[DIRECTIONS]
Pull every line containing "bool" from the entries.

------------------------------------------------------------

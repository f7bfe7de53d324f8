//! termtree rendering of the category forest.

use termtree::Tree;

use crate::domain::{CategoryNode, TotalCounts};

pub trait ToTermTree {
    fn to_term_tree(&self, totals: Option<&TotalCounts>) -> Tree<String>;
}

impl ToTermTree for CategoryNode {
    fn to_term_tree(&self, totals: Option<&TotalCounts>) -> Tree<String> {
        let label = match totals {
            Some(t) => format!("{} [{}] ({})", self.title(), self.id(), t.total(self.id())),
            None => format!("{} [{}]", self.title(), self.id()),
        };
        let leaves: Vec<_> = self
            .children
            .iter()
            .map(|c| c.to_term_tree(totals))
            .collect();
        Tree::new(label).with_leaves(leaves)
    }
}
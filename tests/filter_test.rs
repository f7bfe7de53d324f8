//! Tests for listing filter resolution and selection precedence

use std::collections::BTreeSet;

use rstest::rstest;

use cattree::application::SelectionParams;
use cattree::domain::{Category, CategorySelection, ChildIndex, FilterResolver, SelectionMode};
use cattree::util::testing::{init_test_setup, sample_categories};

fn men_shirts_women() -> Vec<Category> {
    vec![
        Category::root("1", "Men"),
        Category::child("2", "Shirts", "1"),
        Category::root("3", "Women"),
    ]
}

fn set(ids: &[&str]) -> BTreeSet<String> {
    ids.iter().map(|s| s.to_string()).collect()
}

#[test]
fn given_category_selection_when_resolving_then_subtree_and_selected_parent() {
    // Arrange
    init_test_setup();
    let index = ChildIndex::from_categories(&men_shirts_women());

    // Act
    let filter = FilterResolver::new(&index).resolve(&CategorySelection::category("1"));

    // Assert
    assert_eq!(filter.category_ids, set(&["1", "2"]));
    assert_eq!(filter.selected_parent.as_deref(), Some("1"));
    assert!(filter.selected_subcategory.is_none());
}

#[test]
fn given_multi_select_of_non_roots_when_resolving_then_union_without_parent() {
    // Arrange
    let index = ChildIndex::from_categories(&men_shirts_women());

    // Act
    let filter = FilterResolver::new(&index).resolve(&CategorySelection::categories(["2", "3"]));

    // Assert
    assert_eq!(filter.category_ids, set(&["2", "3"]));
    assert!(filter.selected_parent.is_none());
}

#[test]
fn given_single_root_multi_select_when_resolving_then_same_as_category() {
    // Arrange
    let index = ChildIndex::from_categories(&men_shirts_women());
    let resolver = FilterResolver::new(&index);

    // Act
    let from_list = resolver.resolve(&CategorySelection::categories(["1"]));
    let from_category = resolver.resolve(&CategorySelection::category("1"));

    // Assert
    assert_eq!(from_list, from_category);
    assert_eq!(from_list.selected_parent.as_deref(), Some("1"));
}

#[test]
fn given_single_non_root_multi_select_when_resolving_then_no_selected_parent() {
    // Arrange
    let index = ChildIndex::from_categories(&sample_categories());

    // Act
    let filter = FilterResolver::new(&index).resolve(&CategorySelection::categories(["2"]));

    // Assert
    assert_eq!(filter.category_ids, set(&["2", "3"]));
    assert!(filter.selected_parent.is_none());
}

#[test]
fn given_subcategory_selection_when_resolving_then_exact_id_only() {
    // Arrange
    let index = ChildIndex::from_categories(&sample_categories());

    // Act
    let filter = FilterResolver::new(&index).resolve(&CategorySelection::subcategory("2"));

    // Assert: Polos (3) is not pulled in
    assert_eq!(filter.category_ids, set(&["2"]));
    assert_eq!(filter.selected_subcategory.as_deref(), Some("2"));
    assert_eq!(filter.selected_parent.as_deref(), Some("1"));
}

#[rstest]
#[case::subcategory_beats_category(Some("5"), Some("1"), None, &["5"])]
#[case::subcategory_beats_list(Some("5"), None, Some(vec!["1", "4"]), &["5"])]
#[case::category_beats_list(None, Some("4"), Some(vec!["1"]), &["4", "5"])]
#[case::list_alone(None, None, Some(vec!["2", "4"]), &["2", "3", "4", "5"])]
fn given_several_selections_when_resolving_then_precedence_applies(
    #[case] subcategory: Option<&str>,
    #[case] category: Option<&str>,
    #[case] categories: Option<Vec<&str>>,
    #[case] expected: &[&str],
) {
    // Arrange
    let index = ChildIndex::from_categories(&sample_categories());
    let selection = CategorySelection {
        subcategory: subcategory.map(str::to_string),
        category: category.map(str::to_string),
        categories: categories.map(|ids| ids.into_iter().map(str::to_string).collect()),
    };

    // Act
    let filter = FilterResolver::new(&index).resolve(&selection);

    // Assert
    assert_eq!(filter.category_ids, set(expected));
}

#[rstest]
#[case::subcategory(Some("3"), None, None)]
#[case::category(None, Some("1"), None)]
#[case::categories(None, None, Some(vec!["2", "5"]))]
#[case::nothing(None, None, None)]
fn given_same_selection_when_resolving_twice_then_identical_filters(
    #[case] subcategory: Option<&str>,
    #[case] category: Option<&str>,
    #[case] categories: Option<Vec<&str>>,
) {
    // Arrange
    let index = ChildIndex::from_categories(&sample_categories());
    let selection = CategorySelection {
        subcategory: subcategory.map(str::to_string),
        category: category.map(str::to_string),
        categories: categories.map(|ids| ids.into_iter().map(str::to_string).collect()),
    };
    let resolver = FilterResolver::new(&index);

    // Act
    let first = resolver.resolve(&selection);
    let second = resolver.resolve(&selection);

    // Assert
    assert_eq!(first, second);
}

#[test]
fn given_no_selection_when_resolving_then_unconstrained() {
    // Arrange
    let index = ChildIndex::from_categories(&sample_categories());

    // Act
    let filter = FilterResolver::new(&index).resolve(&CategorySelection::default());

    // Assert
    assert!(filter.is_unconstrained());
    assert!(filter.matches(Some("3")));
    assert!(filter.matches(None));
}

#[test]
fn given_constrained_filter_when_matching_then_only_listed_ids_pass() {
    let index = ChildIndex::from_categories(&sample_categories());
    let filter = FilterResolver::new(&index).resolve(&CategorySelection::category("4"));

    assert!(filter.matches(Some("5")));
    assert!(!filter.matches(Some("3")));
    assert!(!filter.matches(None));
}

#[rstest]
#[case::sentinel_category("null", None)]
#[case::blank_category("  ", None)]
#[case::real_category("4", Some("4"))]
fn given_raw_category_param_when_normalizing_then_sentinel_and_blank_dropped(
    #[case] raw: &str,
    #[case] expected: Option<&str>,
) {
    let selection = SelectionParams {
        category: Some(raw.to_string()),
        ..SelectionParams::default()
    }
    .into_selection();

    assert_eq!(selection.category.as_deref(), expected);
}

#[test]
fn given_comma_list_with_blanks_and_repeats_when_normalizing_then_clean_ids() {
    // Act
    let selection = SelectionParams {
        categories: Some(" 2, ,4,2,".to_string()),
        ..SelectionParams::default()
    }
    .into_selection();

    // Assert
    assert_eq!(
        selection.categories,
        Some(vec!["2".to_string(), "4".to_string()])
    );
    assert!(matches!(selection.mode(), SelectionMode::Categories(ids) if ids.len() == 2));
}

#[test]
fn given_empty_comma_list_when_normalizing_then_unfiltered() {
    let selection = SelectionParams {
        categories: Some(",,".to_string()),
        ..SelectionParams::default()
    }
    .into_selection();

    assert!(selection.categories.is_none());
    assert!(matches!(selection.mode(), SelectionMode::Unfiltered));
}
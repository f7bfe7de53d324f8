//! Application services
//!
//! Concrete service implementations that orchestrate domain logic.
//! Services depend on I/O boundary traits (CatalogStore, FileSystem)
//! but are themselves concrete structs, not traits.

mod catalog;

pub use catalog::{CatalogService, FilterView, RootTotal, SubcategoryLink};
//! Process exit codes (BSD sysexits.h compatible)

/// Successful termination
pub const OK: i32 = 0;

/// Command line usage error
pub const USAGE: i32 = 64;

/// Data format error: rejected edit, broken hierarchy
pub const DATAERR: i32 = 65;

/// Catalog snapshot missing
pub const NOINPUT: i32 = 66;

/// Internal software error
pub const SOFTWARE: i32 = 70;

/// Refusing to overwrite an existing file
pub const CANTCREAT: i32 = 73;

/// Input/output error
pub const IOERR: i32 = 74;

/// Configuration error
pub const CONFIG: i32 = 78;
//! Integration tests for Settings layered loading.
//!
//! Tests run against temp project directories; a global config on the host,
//! if any, only affects fields these tests do not assert.

use std::fs;
use std::path::PathBuf;

use tempfile::TempDir;

use cattree::application::ApplicationError;
use cattree::config::{local_config_path, Settings};
use cattree::util::testing::init_test_setup;

#[test]
fn given_local_config_when_load_then_overrides_catalog_and_indent() {
    // Arrange
    init_test_setup();
    let project = TempDir::new().unwrap();
    fs::write(
        local_config_path(project.path()),
        r#"
catalog_file = "data/shop.json"

[picker]
indent = "-- "
"#,
    )
    .unwrap();

    // Act
    let settings = Settings::load(Some(project.path())).expect("load settings");

    // Assert
    assert_eq!(settings.catalog_file, PathBuf::from("data/shop.json"));
    assert_eq!(settings.picker.indent, "-- ");
    assert_eq!(
        settings.catalog_path(project.path()),
        project.path().join("data/shop.json")
    );
}

#[test]
fn given_invalid_local_config_when_load_then_config_error() {
    // Arrange
    let project = TempDir::new().unwrap();
    fs::write(local_config_path(project.path()), "catalog_file = [").unwrap();

    // Act
    let result = Settings::load(Some(project.path()));

    // Assert
    assert!(matches!(result, Err(ApplicationError::Config { .. })));
}

#[test]
fn given_env_override_when_load_then_env_wins_over_local() {
    // Arrange
    let project = TempDir::new().unwrap();
    fs::write(
        local_config_path(project.path()),
        "[picker]\nno_parent_label = \"local\"\n",
    )
    .unwrap();
    std::env::set_var("CATTREE_PICKER__NO_PARENT_LABEL", "from-env");

    // Act
    let result = Settings::load(Some(project.path()));
    std::env::remove_var("CATTREE_PICKER__NO_PARENT_LABEL");

    // Assert
    assert_eq!(result.unwrap().picker.no_parent_label, "from-env");
}

#[test]
fn given_settings_when_serialized_then_round_trips_through_toml() {
    // Arrange
    let project = TempDir::new().unwrap();
    fs::write(
        local_config_path(project.path()),
        "catalog_file = \"/srv/catalog.json\"\n",
    )
    .unwrap();
    let settings = Settings::load(Some(project.path())).unwrap();

    // Act
    let shown = settings.to_toml().unwrap();

    // Assert
    assert!(shown.contains("catalog_file = \"/srv/catalog.json\""));
    assert!(shown.contains("[picker]"));
}
//! Dependency wiring

pub mod service_container;

pub use service_container::ServiceContainer;
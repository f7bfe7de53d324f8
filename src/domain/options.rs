//! Flattening the hierarchy into an indented picker list.

use std::collections::BTreeSet;

use tracing::instrument;

use crate::domain::builder::build_forest;
use crate::domain::child_index::ChildIndex;
use crate::domain::entities::{title_order, Category, CategoryNode, Forest, OptionEntry};

/// Depth-first, pre-order flattening with alphabetical siblings.
#[derive(Debug, Default)]
pub struct OptionFlattener;

impl OptionFlattener {
    pub fn new() -> Self {
        Self
    }

    /// Flatten the whole forest, roots at depth 0.
    pub fn flatten_forest(&self, forest: &Forest) -> Vec<OptionEntry> {
        let mut out = Vec::with_capacity(forest.len());
        self.visit_level(&forest.roots, 0, &mut out);
        out
    }

    /// Flatten starting below `root_parent` (or at the roots when `None`),
    /// annotating the first level with `depth`.
    ///
    /// An unknown `root_parent` yields an empty list.
    #[instrument(level = "debug", skip(self, categories), fields(n = categories.len()))]
    pub fn flatten(
        &self,
        categories: &[Category],
        root_parent: Option<&str>,
        depth: usize,
    ) -> Vec<OptionEntry> {
        let forest = build_forest(categories);
        let level: &[CategoryNode] = match root_parent {
            None => &forest.roots,
            Some(id) => match forest.find(id) {
                Some(node) => &node.children,
                None => &[],
            },
        };

        let mut out = Vec::new();
        self.visit_level(level, depth, &mut out);
        out
    }

    fn visit_level(&self, nodes: &[CategoryNode], depth: usize, out: &mut Vec<OptionEntry>) {
        let mut siblings: Vec<&CategoryNode> = nodes.iter().collect();
        siblings.sort_by(|a, b| title_order(a.title(), b.title()));

        for node in siblings {
            out.push(OptionEntry {
                id: node.id().to_string(),
                title: node.title().to_string(),
                depth,
            });
            self.visit_level(&node.children, depth + 1, out);
        }
    }
}

/// Options for choosing a new parent of `editing`.
///
/// The category itself and its descendants are removed first, since none of
/// them is a valid parent. Their former grandchildren do not exist in that
/// view, and any category left with an unresolvable parent shows as a root.
pub fn parent_candidates(categories: &[Category], editing: &str) -> Vec<OptionEntry> {
    let index = ChildIndex::from_categories(categories);
    let excluded: BTreeSet<String> = index.subtree(editing);
    let remaining: Vec<Category> = categories
        .iter()
        .filter(|c| !excluded.contains(&c.id))
        .cloned()
        .collect();
    OptionFlattener::new().flatten(&remaining, None, 0)
}
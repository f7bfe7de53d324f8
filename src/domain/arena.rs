use std::collections::HashMap;

use generational_arena::{Arena, Index};
use tracing::instrument;

use crate::domain::entities::{title_order, Category, CategoryNode, Forest};

/// Tree node in the arena-based hierarchy structure.
#[derive(Debug)]
pub struct TreeNode {
    /// Category record for this node
    pub data: Category,
    /// Index of parent node in the arena, None for root nodes
    pub parent: Option<Index>,
    /// Indices of child nodes in the arena
    pub children: Vec<Index>,
}

/// Arena-backed forest used while wiring up a flat category list.
///
/// Nodes are allocated first and linked afterwards, so parent records may
/// appear after their children in the input. Converted into an owned
/// [`Forest`] once linking and sorting are done.
#[derive(Debug, Default)]
pub struct CategoryArena {
    arena: Arena<TreeNode>,
    roots: Vec<Index>,
}

impl CategoryArena {
    pub fn with_capacity(n: usize) -> Self {
        Self {
            arena: Arena::with_capacity(n),
            roots: Vec::new(),
        }
    }

    /// Allocate a detached node.
    #[instrument(level = "trace", skip(self, data), fields(id = %data.id))]
    pub fn insert_node(&mut self, data: Category) -> Index {
        self.arena.insert(TreeNode {
            data,
            parent: None,
            children: Vec::new(),
        })
    }

    /// Link `child` under `parent`, or register it as a root when `parent` is None.
    #[instrument(level = "trace", skip(self))]
    pub fn attach(&mut self, child: Index, parent: Option<Index>) {
        match parent {
            Some(parent_idx) => {
                if let Some(node) = self.arena.get_mut(parent_idx) {
                    node.children.push(child);
                }
                if let Some(node) = self.arena.get_mut(child) {
                    node.parent = Some(parent_idx);
                }
            }
            None => self.roots.push(child),
        }
    }

    pub fn get_node(&self, idx: Index) -> Option<&TreeNode> {
        self.arena.get(idx)
    }

    pub fn roots(&self) -> &[Index] {
        &self.roots
    }

    pub fn len(&self) -> usize {
        self.arena.len()
    }

    pub fn is_empty(&self) -> bool {
        self.arena.is_empty()
    }

    /// Sort roots and every children list by title, case-insensitively.
    ///
    /// The sort is stable: equal titles keep input order.
    #[instrument(level = "debug", skip(self))]
    pub fn sort_by_title(&mut self) {
        let titles: HashMap<Index, String> = self
            .arena
            .iter()
            .map(|(idx, node)| (idx, node.data.title.clone()))
            .collect();
        let by_title = |a: &Index, b: &Index| title_order(&titles[a], &titles[b]);

        self.roots.sort_by(by_title);
        for (_, node) in self.arena.iter_mut() {
            node.children.sort_by(by_title);
        }
    }

    /// Pre-order iterator over every tree of the forest.
    pub fn iter(&self) -> TreeIterator<'_> {
        TreeIterator::new(self)
    }

    /// Post-order iterator: children are yielded before their parent.
    pub fn iter_postorder(&self) -> PostOrderIterator<'_> {
        PostOrderIterator::new(self)
    }

    /// Number of nodes reachable from the roots.
    ///
    /// Smaller than [`len`](Self::len) only when the input contained a cycle.
    pub fn reachable(&self) -> usize {
        self.iter().count()
    }

    /// Move the linked nodes out into an owned forest.
    ///
    /// Children are built before parents (post-order), so every node is
    /// moved exactly once. Nodes not reachable from a root are dropped.
    #[instrument(level = "debug", skip(self))]
    pub fn into_forest(mut self) -> Forest {
        let order: Vec<Index> = self.iter_postorder().map(|(idx, _)| idx).collect();
        let mut built: HashMap<Index, CategoryNode> = HashMap::with_capacity(order.len());

        for idx in order {
            let Some(node) = self.arena.remove(idx) else {
                continue;
            };
            let children = node
                .children
                .iter()
                .filter_map(|child| built.remove(child))
                .collect();
            built.insert(
                idx,
                CategoryNode {
                    category: node.data,
                    children,
                },
            );
        }

        let roots = self
            .roots
            .iter()
            .filter_map(|root| built.remove(root))
            .collect();
        Forest { roots }
    }
}

pub struct TreeIterator<'a> {
    arena: &'a CategoryArena,
    stack: Vec<Index>,
}

impl<'a> TreeIterator<'a> {
    fn new(arena: &'a CategoryArena) -> Self {
        let stack = arena.roots.iter().rev().copied().collect();
        Self { arena, stack }
    }
}

impl<'a> Iterator for TreeIterator<'a> {
    type Item = (Index, &'a TreeNode);

    fn next(&mut self) -> Option<Self::Item> {
        while let Some(current_idx) = self.stack.pop() {
            if let Some(node) = self.arena.get_node(current_idx) {
                // Push children in reverse order for left-to-right traversal
                for &child in node.children.iter().rev() {
                    self.stack.push(child);
                }
                return Some((current_idx, node));
            }
        }
        None
    }
}

pub struct PostOrderIterator<'a> {
    arena: &'a CategoryArena,
    stack: Vec<(Index, bool)>,
}

impl<'a> PostOrderIterator<'a> {
    fn new(arena: &'a CategoryArena) -> Self {
        let stack = arena.roots.iter().rev().map(|&idx| (idx, false)).collect();
        Self { arena, stack }
    }
}

impl<'a> Iterator for PostOrderIterator<'a> {
    type Item = (Index, &'a TreeNode);

    fn next(&mut self) -> Option<Self::Item> {
        while let Some((current_idx, visited)) = self.stack.pop() {
            if let Some(node) = self.arena.get_node(current_idx) {
                if !visited {
                    self.stack.push((current_idx, true));
                    for &child in node.children.iter().rev() {
                        self.stack.push((child, false));
                    }
                } else {
                    return Some((current_idx, node));
                }
            }
        }
        None
    }
}

#[cfg(test)]
mod tests {
    use super::*;

    #[test]
    fn given_linked_nodes_when_iterating_postorder_then_children_come_first() {
        let mut arena = CategoryArena::default();
        let root = arena.insert_node(Category::root("1", "Men"));
        let child = arena.insert_node(Category::child("2", "Shirts", "1"));
        arena.attach(root, None);
        arena.attach(child, Some(root));

        let ids: Vec<_> = arena
            .iter_postorder()
            .map(|(_, node)| node.data.id.clone())
            .collect();

        assert_eq!(ids, vec!["2", "1"]);
        assert_eq!(arena.get_node(child).and_then(|n| n.parent), Some(root));
    }

    #[test]
    fn given_unsorted_siblings_when_sorting_then_alphabetical() {
        let mut arena = CategoryArena::default();
        let b = arena.insert_node(Category::root("b", "women"));
        let a = arena.insert_node(Category::root("a", "Men"));
        arena.attach(b, None);
        arena.attach(a, None);

        arena.sort_by_title();

        assert_eq!(arena.roots(), &[a, b]);
    }
}
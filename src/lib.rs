//! Category hierarchy engine for retail catalogs.
//!
//! Builds an ordered forest from a flat `(id, title, parent_id)` list and
//! answers the queries a storefront and its admin need: descendant sets,
//! subtree product counts, listing filters, indented parent pickers and
//! cycle-safe reparenting.

pub mod application;
pub mod cli;
pub mod config;
pub mod domain;
pub mod exitcode;
pub mod infrastructure;
pub mod util;
//! Domain-level errors (no external dependencies)

use thiserror::Error;

/// Domain errors represent business logic violations.
/// These are independent of infrastructure concerns.
#[derive(Error, Debug, Clone, PartialEq, Eq)]
pub enum DomainError {
    #[error("category not found: {0}")]
    CategoryNotFound(String),

    #[error("duplicate category id: {0}")]
    DuplicateCategory(String),

    #[error("cycle detected in hierarchy: {0}")]
    CycleDetected(String),
}

/// Result type for domain operations.
pub type DomainResult<T> = Result<T, DomainError>;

------------------------------------------------------------

[WRITTEN RESPONSE]
    pub fn is_empty(&self) -> bool {
    stack: Vec<(Index, bool)>,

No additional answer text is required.